Traditionally, a company's design department was focused on the logo, but design's mission is being broadened to encompass much more. Product design has become a key differentiator in markets such as smartphones. In areas such as e-commerce, system design (how information is presented to customers) has become paramount.

While enterprises strive to create effective designs, many of them (both established conglomerates and start-ups) fail to do so. The goals are easy to discern, but the process itself is strewn with potential pitfalls. An effective design must help deliver positive customer experiences in increasingly complex markets. The necessary commitment from management may be lacking, the messaging may be inconsistent, designs might not be able to keep pace with an evolving market, and some approaches simply miss the mark. But corporations that navigate the choppy waters successfully find that compelling designs are a linchpin in the success of their business.


As organizations deliver products and services, they try to build a brand, which is more than a logo, the company name, or a product or a service sold. Branding clearly distinguishes a business from its competitors in the minds of consumers. The brand is the relationship between the vendor and the consumer, and it touches upon marketing, sales, billing, product delivery, and customer services. A brand is the promise, the personality of the firm, and the real and perceived value of its products or services as viewed by the customer. In essence, the brand is a gut feeling consumers (current customers as well as potential ones) have about the enterprise. Brands present positive, negative, or mixed connotations.

And the connection is based more on emotional reactions by people than numeric relationships in spreadsheets. Consumers are feeling creatures and develop attachments with brands. For instance, some people love Coke. By itself, a low-priced product will not create a loyal customer base; the business has to build a level of intimacy and trust with the consumer. A good designer takes the supplier's values and assets and transforms them into a product or a customer experience that is valuable to people.

As a result, design needs to be strategic and part of management thinking from the onset. Designs cannot be an afterthought or superficial trappings, cobbled onto finished products. "Design used to be something done just in the marketing department, but that is no longer the case; it is a board-level concern," says Parcel Design's Mitchell.

The emergence of the title "chief design officer" (CDO), a top manager responsible for design throughout the organization, underscores the change. Increasingly, design is being baked into every aspect of corporate operations. Smartphones such as Apple's iPhone offer a "cool" factor that wows customers and differentiates them from competitors; Web sites need to move the visitor from place to place in an intuitive, helpful manner. The CDO is responsible for creating well-designed products, presentations, and services that captivate consumers’ attention. Businesses as varied as Apple, Johnson & Johnson, PepsiCo, Philips Electronics, and Samsung have embraced this notion and moved design decision making up the corporate ladder.


Quality design may sound easy in theory, but it is difficult to deliver in practice.

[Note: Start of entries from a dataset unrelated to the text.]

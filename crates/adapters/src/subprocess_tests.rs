// SPDX-License-Identifier: BUSL-1.1
// Copyright (c) 2026 Alfred Jean LLC

use super::*;
use tokio::process::Command;

#[tokio::test]
async fn run_with_timeout_success() {
    let mut cmd = Command::new("echo");
    cmd.arg("hello");
    let output = run_with_timeout(cmd, Duration::from_secs(5), "echo")
        .await
        .unwrap();
    assert!(output.status.success());
    assert_eq!(String::from_utf8_lossy(&output.stdout).trim(), "hello");
}

#[tokio::test]
async fn run_with_timeout_nonzero_exit_is_not_an_error() {
    let cmd = Command::new("false");
    let output = run_with_timeout(cmd, Duration::from_secs(5), "false")
        .await
        .unwrap();
    assert!(!output.status.success());
}

#[tokio::test]
async fn run_with_timeout_io_error() {
    let cmd = Command::new("/nonexistent/binary");
    let result = run_with_timeout(cmd, Duration::from_secs(5), "nonexistent").await;
    assert!(result.is_err());
    let err = result.unwrap_err();
    assert!(err.starts_with("nonexistent failed:"), "got: {}", err);
}

#[tokio::test]
async fn run_with_timeout_timeout_elapsed() {
    let mut cmd = Command::new("sleep");
    cmd.arg("10");
    let result = run_with_timeout(cmd, Duration::from_millis(100), "test sleep").await;
    assert!(result.is_err());
    let err = result.unwrap_err();
    assert!(err.contains("timed out"), "got: {}", err);
    assert!(err.contains("test sleep"), "got: {}", err);
}

#[tokio::test]
async fn run_with_timeout_tee_streams_to_the_sink_and_still_buffers() {
    let mut cmd = Command::new("sh");
    cmd.arg("-c").arg("echo out-line; echo err-line 1>&2");

    let seen: std::sync::Arc<parking_lot::Mutex<Vec<u8>>> = Default::default();
    let seen_clone = seen.clone();
    let tee = move |bytes: &[u8]| seen_clone.lock().extend_from_slice(bytes);
    let tee: &(dyn Fn(&[u8]) + Send + Sync) = &tee;

    let output = run_with_timeout_tee(cmd, Duration::from_secs(5), "sh", Some(tee))
        .await
        .unwrap();

    assert_eq!(String::from_utf8_lossy(&output.stdout).trim(), "out-line");
    assert_eq!(String::from_utf8_lossy(&output.stderr).trim(), "err-line");

    let teed = String::from_utf8_lossy(&seen.lock()).into_owned();
    assert!(teed.contains("out-line"));
    assert!(teed.contains("err-line"));
}

#[tokio::test]
async fn run_with_timeout_tee_without_a_sink_matches_run_with_timeout() {
    let mut cmd = Command::new("echo");
    cmd.arg("hello");
    let output = run_with_timeout_tee(cmd, Duration::from_secs(5), "echo", None)
        .await
        .unwrap();
    assert!(output.status.success());
    assert_eq!(String::from_utf8_lossy(&output.stdout).trim(), "hello");
}
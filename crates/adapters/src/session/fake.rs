// SPDX-License-Identifier: BUSL-1.1
// Copyright (c) 2026 Alfred Jean LLC

//! Fake session adapter for testing
#![cfg_attr(coverage_nightly, coverage(off))]

use super::{SessionAdapter, SessionError};
use async_trait::async_trait;
use parking_lot::Mutex;
use std::collections::HashMap;
use std::path::{Path, PathBuf};
use std::sync::Arc;

/// Recorded session call
#[derive(Debug, Clone)]
pub enum SessionCall {
    Spawn {
        name: String,
        cwd: PathBuf,
        cmd: String,
        env: Vec<(String, String)>,
        rows: u16,
        cols: u16,
    },
    Send {
        id: String,
        input: String,
    },
    SendLiteral {
        id: String,
        text: String,
    },
    SendEnter {
        id: String,
    },
    Kill {
        id: String,
    },
    IsAlive {
        id: String,
    },
    CaptureOutput {
        id: String,
        lines: u32,
    },
    IsProcessRunning {
        id: String,
        pattern: String,
    },
    Configure {
        id: String,
        config: serde_json::Value,
    },
}

/// Fake session state
#[derive(Debug, Clone)]
pub struct FakeSession {
    pub name: String,
    pub cwd: PathBuf,
    pub cmd: String,
    pub env: Vec<(String, String)>,
    pub output: Vec<String>,
    pub alive: bool,
    pub exit_code: Option<i32>,
    pub process_running: bool,
}

struct FakeSessionState {
    sessions: HashMap<String, FakeSession>,
    calls: Vec<SessionCall>,
    next_id: u64,
}

/// Fake session adapter for testing
#[derive(Clone)]
pub struct FakeSessionAdapter {
    inner: Arc<Mutex<FakeSessionState>>,
}

impl Default for FakeSessionAdapter {
    fn default() -> Self {
        Self {
            inner: Arc::new(Mutex::new(FakeSessionState {
                sessions: HashMap::new(),
                calls: Vec::new(),
                next_id: 0,
            })),
        }
    }
}

impl FakeSessionAdapter {
    pub fn new() -> Self {
        Self::default()
    }

    /// Get all recorded calls
    pub fn calls(&self) -> Vec<SessionCall> {
        self.inner.lock().calls.clone()
    }

    /// Get a session by ID
    pub fn get_session(&self, id: &str) -> Option<FakeSession> {
        self.inner.lock().sessions.get(id).cloned()
    }

    /// Set session output
    pub fn set_output(&self, id: &str, output: Vec<String>) {
        if let Some(session) = self.inner.lock().sessions.get_mut(id) {
            session.output = output;
        }
    }

    /// Mark session as exited
    pub fn set_exited(&self, id: &str, exit_code: i32) {
        if let Some(session) = self.inner.lock().sessions.get_mut(id) {
            session.alive = false;
            session.exit_code = Some(exit_code);
        }
    }

    /// Set whether a process is running in the session
    pub fn set_process_running(&self, id: &str, running: bool) {
        if let Some(session) = self.inner.lock().sessions.get_mut(id) {
            session.process_running = running;
        }
    }

    /// Add a pre-existing session by ID (for testing liveness checks)
    pub fn add_session(&self, id: &str, alive: bool) {
        self.inner.lock().sessions.insert(
            id.to_string(),
            FakeSession {
                name: id.to_string(),
                cwd: PathBuf::new(),
                cmd: String::new(),
                env: Vec::new(),
                output: Vec::new(),
                alive,
                exit_code: None,
                process_running: alive,
            },
        );
    }
}

#[async_trait]
impl SessionAdapter for FakeSessionAdapter {
    async fn spawn(
        &self,
        name: &str,
        cwd: &Path,
        cmd: &str,
        env: &[(String, String)],
        rows: u16,
        cols: u16,
    ) -> Result<String, SessionError> {
        let mut inner = self.inner.lock();

        inner.next_id += 1;
        let id = format!("fake-{}", inner.next_id);

        inner.calls.push(SessionCall::Spawn {
            name: name.to_string(),
            cwd: cwd.to_path_buf(),
            cmd: cmd.to_string(),
            env: env.to_vec(),
            rows,
            cols,
        });

        let session = FakeSession {
            name: name.to_string(),
            cwd: cwd.to_path_buf(),
            cmd: cmd.to_string(),
            env: env.to_vec(),
            output: Vec::new(),
            alive: true,
            exit_code: None,
            process_running: true,
        };

        inner.sessions.insert(id.clone(), session);

        Ok(id)
    }

    async fn send(&self, id: &str, input: &str) -> Result<(), SessionError> {
        let mut inner = self.inner.lock();

        inner.calls.push(SessionCall::Send {
            id: id.to_string(),
            input: input.to_string(),
        });

        if !inner.sessions.contains_key(id) {
            return Err(SessionError::NotFound(id.to_string()));
        }

        Ok(())
    }

    async fn send_literal(&self, id: &str, text: &str) -> Result<(), SessionError> {
        let mut inner = self.inner.lock();

        inner.calls.push(SessionCall::SendLiteral {
            id: id.to_string(),
            text: text.to_string(),
        });

        if !inner.sessions.contains_key(id) {
            return Err(SessionError::NotFound(id.to_string()));
        }

        Ok(())
    }

    async fn send_enter(&self, id: &str) -> Result<(), SessionError> {
        let mut inner = self.inner.lock();

        inner
            .calls
            .push(SessionCall::SendEnter { id: id.to_string() });

        if !inner.sessions.contains_key(id) {
            return Err(SessionError::NotFound(id.to_string()));
        }

        Ok(())
    }

    async fn kill(&self, id: &str) -> Result<(), SessionError> {
        let mut inner = self.inner.lock();

        inner.calls.push(SessionCall::Kill { id: id.to_string() });

        if let Some(session) = inner.sessions.get_mut(id) {
            session.alive = false;
        }

        Ok(())
    }

    async fn is_alive(&self, id: &str) -> Result<bool, SessionError> {
        let mut inner = self.inner.lock();

        inner
            .calls
            .push(SessionCall::IsAlive { id: id.to_string() });

        match inner.sessions.get(id) {
            Some(session) => Ok(session.alive),
            None => Ok(false),
        }
    }

    async fn capture_output(&self, id: &str, lines: u32) -> Result<String, SessionError> {
        let mut inner = self.inner.lock();

        inner.calls.push(SessionCall::CaptureOutput {
            id: id.to_string(),
            lines,
        });

        match inner.sessions.get(id) {
            Some(session) => {
                let start = session.output.len().saturating_sub(lines as usize);
                Ok(session.output[start..].join("\n"))
            }
            None => Err(SessionError::NotFound(id.to_string())),
        }
    }

    async fn is_process_running(&self, id: &str, pattern: &str) -> Result<bool, SessionError> {
        let mut inner = self.inner.lock();

        inner.calls.push(SessionCall::IsProcessRunning {
            id: id.to_string(),
            pattern: pattern.to_string(),
        });

        match inner.sessions.get(id) {
            Some(session) => Ok(session.process_running),
            None => Ok(false),
        }
    }

    async fn get_exit_code(&self, id: &str) -> Result<Option<i32>, SessionError> {
        let inner = self.inner.lock();

        match inner.sessions.get(id) {
            Some(session) => Ok(session.exit_code),
            None => Ok(None),
        }
    }

    async fn configure(&self, id: &str, config: &serde_json::Value) -> Result<(), SessionError> {
        let mut inner = self.inner.lock();

        inner.calls.push(SessionCall::Configure {
            id: id.to_string(),
            config: config.clone(),
        });

        if !inner.sessions.contains_key(id) {
            return Err(SessionError::NotFound(id.to_string()));
        }

        Ok(())
    }
}

#[cfg(test)]
#[path = "fake_tests.rs"]
mod tests;
// SPDX-License-Identifier: BUSL-1.1
// Copyright (c) 2026 Alfred Jean LLC

use super::*;

#[test]
fn default_is_disconnected() {
    assert_eq!(ConnectionStatus::default(), ConnectionStatus::Disconnected);
}

#[test]
fn connected_and_processing_are_operational() {
    assert!(ConnectionStatus::Connected.is_operational());
    assert!(ConnectionStatus::Processing.is_operational());
}

#[test]
fn ready_is_not_yet_operational() {
    assert!(!ConnectionStatus::Ready.is_operational());
    assert!(!ConnectionStatus::Error.is_operational());
}

#[test]
fn display_matches_wire_token() {
    assert_eq!(ConnectionStatus::Connecting.to_string(), "connecting");
    assert_eq!(ConnectionStatus::Processing.to_string(), "processing");
}

#[test]
fn serde_uses_snake_case_tokens() {
    let json = serde_json::to_value(ConnectionStatus::Starting).unwrap();
    assert_eq!(json, "starting");
    let back: ConnectionStatus = serde_json::from_value(json).unwrap();
    assert_eq!(back, ConnectionStatus::Starting);
}
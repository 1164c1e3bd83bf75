// SPDX-License-Identifier: BUSL-1.1
// Copyright (c) 2026 Alfred Jean LLC

//! No-op session adapter for when session management is disabled.

use super::{SessionAdapter, SessionError};
use async_trait::async_trait;
use std::path::Path;

/// Session adapter that does nothing.
///
/// Used when agent spawning is disabled or in minimal deployments.
#[derive(Clone, Copy, Debug, Default)]
pub struct NoOpSessionAdapter;

impl NoOpSessionAdapter {
    pub fn new() -> Self {
        Self
    }
}

#[async_trait]
impl SessionAdapter for NoOpSessionAdapter {
    async fn spawn(
        &self,
        _name: &str,
        _cwd: &Path,
        _cmd: &str,
        _env: &[(String, String)],
        _rows: u16,
        _cols: u16,
    ) -> Result<String, SessionError> {
        Ok("noop".to_string())
    }

    async fn send(&self, _id: &str, _input: &str) -> Result<(), SessionError> {
        Ok(())
    }

    async fn send_literal(&self, _id: &str, _text: &str) -> Result<(), SessionError> {
        Ok(())
    }

    async fn send_enter(&self, _id: &str) -> Result<(), SessionError> {
        Ok(())
    }

    async fn kill(&self, _id: &str) -> Result<(), SessionError> {
        Ok(())
    }

    async fn is_alive(&self, _id: &str) -> Result<bool, SessionError> {
        Ok(false)
    }

    async fn capture_output(&self, _id: &str, _lines: u32) -> Result<String, SessionError> {
        Ok(String::new())
    }

    async fn is_process_running(&self, _id: &str, _pattern: &str) -> Result<bool, SessionError> {
        Ok(false)
    }

    async fn get_exit_code(&self, _id: &str) -> Result<Option<i32>, SessionError> {
        Ok(None)
    }
}

#[cfg(test)]
#[path = "noop_tests.rs"]
mod tests;
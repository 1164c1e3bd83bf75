// SPDX-License-Identifier: BUSL-1.1
// Copyright (c) 2026 Alfred Jean LLC

//! Runner-wide shared state: connection status, the in-flight job id, and
//! the most recent error — read by the terminal's status bar (§4.9), the
//! job loop, and link heartbeats (`currentJobId`).
//!
//! One `parking_lot::Mutex` gates all of it, following the teacher's
//! "single fine-grained mutex per concern" discipline (§5): never held
//! across an `.await`, always locked, read, and dropped before any I/O.

use mush_core::{ConnectionStatus, JobId};
use std::time::{Duration, Instant};

struct Inner {
    status: ConnectionStatus,
    current_job: Option<JobId>,
    last_error: Option<(String, Instant)>,
}

/// Cheap to clone; every clone shares the same underlying state.
#[derive(Clone)]
pub struct SharedState {
    inner: std::sync::Arc<parking_lot::Mutex<Inner>>,
}

impl Default for SharedState {
    fn default() -> Self {
        Self {
            inner: std::sync::Arc::new(parking_lot::Mutex::new(Inner {
                status: ConnectionStatus::Disconnected,
                current_job: None,
                last_error: None,
            })),
        }
    }
}

impl SharedState {
    pub fn new() -> Self {
        Self::default()
    }

    pub fn status(&self) -> ConnectionStatus {
        self.inner.lock().status
    }

    pub fn set_status(&self, status: ConnectionStatus) {
        self.inner.lock().status = status;
    }

    pub fn current_job(&self) -> Option<JobId> {
        self.inner.lock().current_job.clone()
    }

    pub fn set_current_job(&self, job_id: JobId) {
        self.inner.lock().current_job = Some(job_id);
    }

    pub fn clear_current_job(&self) {
        self.inner.lock().current_job = None;
    }

    pub fn set_last_error(&self, message: impl Into<String>, at: Instant) {
        self.inner.lock().last_error = Some((message.into(), at));
    }

    /// The last error message, if one was set within `window` of `now`
    /// (§4.9 "Error: ... when a last-error was set within 30 s").
    pub fn recent_last_error(&self, now: Instant, window: Duration) -> Option<String> {
        let inner = self.inner.lock();
        inner.last_error.as_ref().and_then(|(message, at)| {
            (now.saturating_duration_since(*at) <= window).then(|| message.clone())
        })
    }
}

#[cfg(test)]
#[path = "state_tests.rs"]
mod tests;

One issue is creating consensus. Different groups within a firm have various views of the enterprise, its products, and its customers. With so many cooks, vantage points, and ideas, reaching a consensus becomes challenging. In some cases, a hodgepodge design emerges that stitches everyone's distinct ideas together into a "Frankenbrand" monstrosity, according to Tara Hornor, senior editor and content planner at Creative Content Experts.

In addition, today's markets are quite crowded. The Internet has given small companies the kind of access to potential customers that large firms have traditionally owned. In such a climate, businesses looking to improve their customer experiences need to create something that facilitates a desired outcome quickly and in the right way.

Success can be fleeting because designs have a shelf life. "Companies no longer need to look authoritative, so they are dabbling with colors other than blue," says Parcel Design's Mitchell. If the business has prospered for many years, its visuals may start to look dated and old-fashioned. Today, the churn from cool to passé is quicker than ever before. If a business gloms on to what is trending right now, the design may become outdated later that day.